Stored data:
__________

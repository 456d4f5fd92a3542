use planmark_core::{Classification, DesignerError, Symbol, SymbolCatalog, SymbolId};
use planmark_designer::{
    CanvasPoint, DesignerSession, ItemId, PlacementMode, PointerOutcome, ScreenPoint, SurfaceRect,
};
use planmark_settings::Config;

use super::ready_session;

#[test]
fn test_place_requires_background() {
    let mut session = DesignerSession::new(Classification::Electrical);
    session.select_symbol(&SymbolId::from("el-outlet")).unwrap();

    let result = session.place_at(CanvasPoint::new(10.0, 10.0));
    assert_eq!(result, Err(DesignerError::MissingBackground));
    assert!(session.items().is_empty());
    assert!(!session.can_undo());
}

#[test]
fn test_place_symbol_requires_selection() {
    let mut session = ready_session();
    session.clear_symbol_selection();

    let result = session.place_at(CanvasPoint::new(10.0, 10.0));
    assert_eq!(result, Err(DesignerError::NoSymbolSelected));
    assert!(session.items().is_empty());
}

#[test]
fn test_place_annotation_rejects_blank_text() {
    let mut session = ready_session();
    session.set_mode(PlacementMode::Annotation);
    session.set_annotation_draft("   ");

    let result = session.place_at(CanvasPoint::new(10.0, 10.0));
    assert_eq!(result, Err(DesignerError::EmptyAnnotation));
    assert!(session.items().is_empty());
    assert!(!session.can_undo());
}

#[test]
fn test_annotation_text_trimmed_and_draft_cleared() {
    let mut session = ready_session();
    session.set_mode(PlacementMode::Annotation);
    session.set_annotation_draft("  Check panel \n");

    let id = session.place_at(CanvasPoint::new(10.0, 10.0)).unwrap();
    assert_eq!(session.item(&id).unwrap().text(), Some("Check panel"));
    assert_eq!(session.annotation_draft(), "");
}

#[test]
fn test_placed_symbol_copies_catalog_fields() {
    let mut session = ready_session();
    let id = session.place_at(CanvasPoint::new(10.0, 10.0)).unwrap();

    let symbol_ref = session.item(&id).unwrap().symbol_ref().unwrap();
    assert_eq!(symbol_ref.label, "Outlet");
    assert_eq!(symbol_ref.code, "E-101");
    assert_eq!(symbol_ref.category, "Receptacles");
}

#[test]
fn test_ids_are_unique() {
    let mut session = ready_session();
    let a = session.place_at(CanvasPoint::new(10.0, 10.0)).unwrap();
    let b = session.place_at(CanvasPoint::new(10.0, 10.0)).unwrap();
    assert_ne!(a, b);
}

#[test]
fn test_edit_after_undo_clears_redo() {
    let mut session = ready_session();
    session.place_at(CanvasPoint::new(10.0, 10.0)).unwrap();
    session.place_at(CanvasPoint::new(20.0, 20.0)).unwrap();

    assert!(session.undo());
    assert!(session.can_redo());

    session.place_at(CanvasPoint::new(30.0, 30.0)).unwrap();
    assert!(!session.can_redo());
    assert!(!session.redo());
    assert_eq!(session.items().len(), 2);
}

#[test]
fn test_undo_with_empty_history_is_noop() {
    let mut session = ready_session();
    assert!(!session.undo());
    assert!(!session.redo());
}

#[test]
fn test_select_and_remove_selected() {
    let mut session = ready_session();
    let a = session.place_at(CanvasPoint::new(10.0, 10.0)).unwrap();
    let b = session.place_at(CanvasPoint::new(20.0, 20.0)).unwrap();

    assert!(!session.remove_selected());

    session.select_item(&a).unwrap();
    assert!(session.remove_selected());
    assert_eq!(session.items().len(), 1);
    assert_eq!(session.items()[0].id, b);
    assert_eq!(session.selected_item_id(), None);

    assert!(session.undo());
    assert!(session.item(&a).is_some());
}

#[test]
fn test_unknown_item_errors() {
    let mut session = ready_session();
    let missing = ItemId::from("missing");
    assert!(matches!(session.select_item(&missing), Err(DesignerError::UnknownItem { .. })));
    assert!(matches!(session.remove_item(&missing), Err(DesignerError::UnknownItem { .. })));
    assert!(!session.can_undo());
}

#[test]
fn test_undo_drops_stale_selection() {
    let mut session = ready_session();
    let id = session.place_at(CanvasPoint::new(10.0, 10.0)).unwrap();
    session.select_item(&id).unwrap();

    assert!(session.undo());
    assert_eq!(session.selected_item_id(), None);
}

#[test]
fn test_clear_all_on_empty_canvas() {
    let mut session = ready_session();
    assert!(!session.clear_all());
    assert!(!session.can_undo());
}

#[test]
fn test_click_places_with_mapping() {
    let mut session = ready_session();
    let surface = SurfaceRect::new(100.0, 50.0, 400.0, 200.0);

    let outcome = session.click(Some(&surface), ScreenPoint::new(300.0, 150.0)).unwrap();
    let id = match outcome {
        PointerOutcome::Placed(id) => id,
        other => panic!("expected a placement, got {:?}", other),
    };
    assert_eq!(session.item(&id).unwrap().position(), CanvasPoint::new(50.0, 50.0));
}

#[test]
fn test_click_without_surface() {
    let mut session = ready_session();
    let result = session.click(None, ScreenPoint::new(1.0, 1.0));
    assert_eq!(result, Err(DesignerError::NoSurface));
    assert!(session.items().is_empty());
}

#[test]
fn test_pointer_down_on_empty_canvas_places() {
    let mut session = ready_session();
    let surface = SurfaceRect::new(0.0, 0.0, 100.0, 100.0);
    session.place_at(CanvasPoint::new(10.0, 10.0)).unwrap();

    let outcome = session
        .pointer_down(Some(&surface), ScreenPoint::new(60.0, 60.0))
        .unwrap();
    assert!(matches!(outcome, PointerOutcome::Placed(_)));
    assert_eq!(session.items().len(), 2);
}

#[test]
fn test_select_symbol_switches_mode() {
    let mut session = ready_session();
    session.set_mode(PlacementMode::Annotation);
    session.select_symbol(&SymbolId::from("el-switch")).unwrap();

    assert_eq!(session.mode(), PlacementMode::Symbol);
    assert_eq!(session.selected_symbol().map(|s| s.label.as_str()), Some("Switch"));
}

#[test]
fn test_select_symbol_outside_classification() {
    let mut session = DesignerSession::new(Classification::FireAlarm);
    let result = session.select_symbol(&SymbolId::from("el-outlet"));
    assert!(matches!(result, Err(DesignerError::UnknownSymbol { .. })));
}

#[test]
fn test_classification_change_keeps_items() {
    let mut session = ready_session();
    let id = session.place_at(CanvasPoint::new(10.0, 10.0)).unwrap();

    session.set_classification(Classification::Security);
    assert_eq!(session.selected_symbol(), None);
    assert_eq!(session.item(&id).unwrap().display_label(), "Outlet");
    assert!(session
        .available_symbols()
        .iter()
        .all(|s| s.classification == Classification::Security));
}

#[test]
fn test_search_symbols_in_active_classification() {
    let session = ready_session();
    assert_eq!(session.search_symbols("").len(), session.available_symbols().len());

    let hits = session.search_symbols("OUTLET");
    assert!(hits.iter().any(|s| s.id == SymbolId::from("el-outlet")));
    assert!(session.search_symbols("no such symbol").is_empty());
}

#[test]
fn test_background_change_keeps_items_and_history() {
    let mut session = ready_session();
    session.place_at(CanvasPoint::new(10.0, 10.0)).unwrap();
    session.set_background(planmark_designer::Background::new(
        "https://files/other.pdf",
        "other.pdf",
    ));

    assert_eq!(session.items().len(), 1);
    assert_eq!(session.undo_depth(), 1);
}

#[test]
fn test_with_config() {
    let mut config = Config::default();
    config.designer.grid_step = 5.0;
    config.designer.history_limit = 3;
    config.designer.snap_to_grid = true;
    config.designer.default_classification = Classification::Electrical;

    let mut session = DesignerSession::with_config(&config);
    assert_eq!(session.classification(), Classification::Electrical);
    assert_eq!(session.history_limit(), 3);
    assert!(session.snap_to_grid());
    assert_eq!(session.mapper().grid_step(), 5.0);

    session.set_background(planmark_designer::Background::new("u", "plan.png"));
    session.select_symbol(&SymbolId::from("el-outlet")).unwrap();
    let id = session.place_at(CanvasPoint::new(12.4, 88.0)).unwrap();
    assert_eq!(session.item(&id).unwrap().position(), CanvasPoint::new(10.0, 90.0));

    for _ in 0..5 {
        session.place_at(CanvasPoint::new(1.0, 1.0)).unwrap();
    }
    assert_eq!(session.undo_depth(), 3);
}

#[test]
fn test_modified_flag() {
    let mut session = DesignerSession::new(Classification::Electrical);
    assert!(!session.is_modified());

    session.set_background(planmark_designer::Background::new("u", "plan.png"));
    assert!(session.is_modified());

    session.new_layout();
    assert!(!session.is_modified());
    assert!(session.background().is_none());
}

#[test]
fn test_with_config_huge_history_limit() {
    let mut config = Config::default();
    config.designer.history_limit = i64::MAX as usize;

    let mut session = DesignerSession::with_config(&config);
    assert_eq!(session.history_limit(), i64::MAX as usize);

    session.set_background(planmark_designer::Background::new("u", "plan.png"));
    session.set_mode(PlacementMode::Annotation);
    session.set_annotation_draft("still works");
    session.place_at(CanvasPoint::new(5.0, 5.0)).unwrap();
    assert_eq!(session.undo_depth(), 1);
}

#[test]
fn test_with_catalog() {
    let mut catalog = SymbolCatalog::new();
    catalog.add_symbol(Symbol::new(
        "el-panel",
        "Panelboard",
        "PB",
        "Distribution",
        "E-300",
        Classification::Electrical,
    ));

    let mut session = ready_session().with_catalog(catalog);
    // The outlet is not in the replacement catalog
    assert_eq!(session.selected_symbol(), None);
    assert_eq!(session.available_symbols().len(), 1);

    session.select_symbol(&SymbolId::from("el-panel")).unwrap();
    let id = session.place_at(CanvasPoint::new(10.0, 10.0)).unwrap();
    assert_eq!(session.item(&id).unwrap().display_label(), "Panelboard");
}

__________

#### Work to be completed
Filter the records down to the lines that contain the string "ScreenPoint", and copy those lines.

#### Output of the exercise
    CanvasPoint, DesignerSession, ItemId, PlacementMode, PointerOutcome, ScreenPoint, SurfaceRect,
    let outcome = session.click(Some(&surface), ScreenPoint::new(300.0, 150.0)).unwrap();
    let result = session.click(None, ScreenPoint::new(1.0, 1.0));
        .pointer_down(Some(&surface), ScreenPoint::new(60.0, 60.0))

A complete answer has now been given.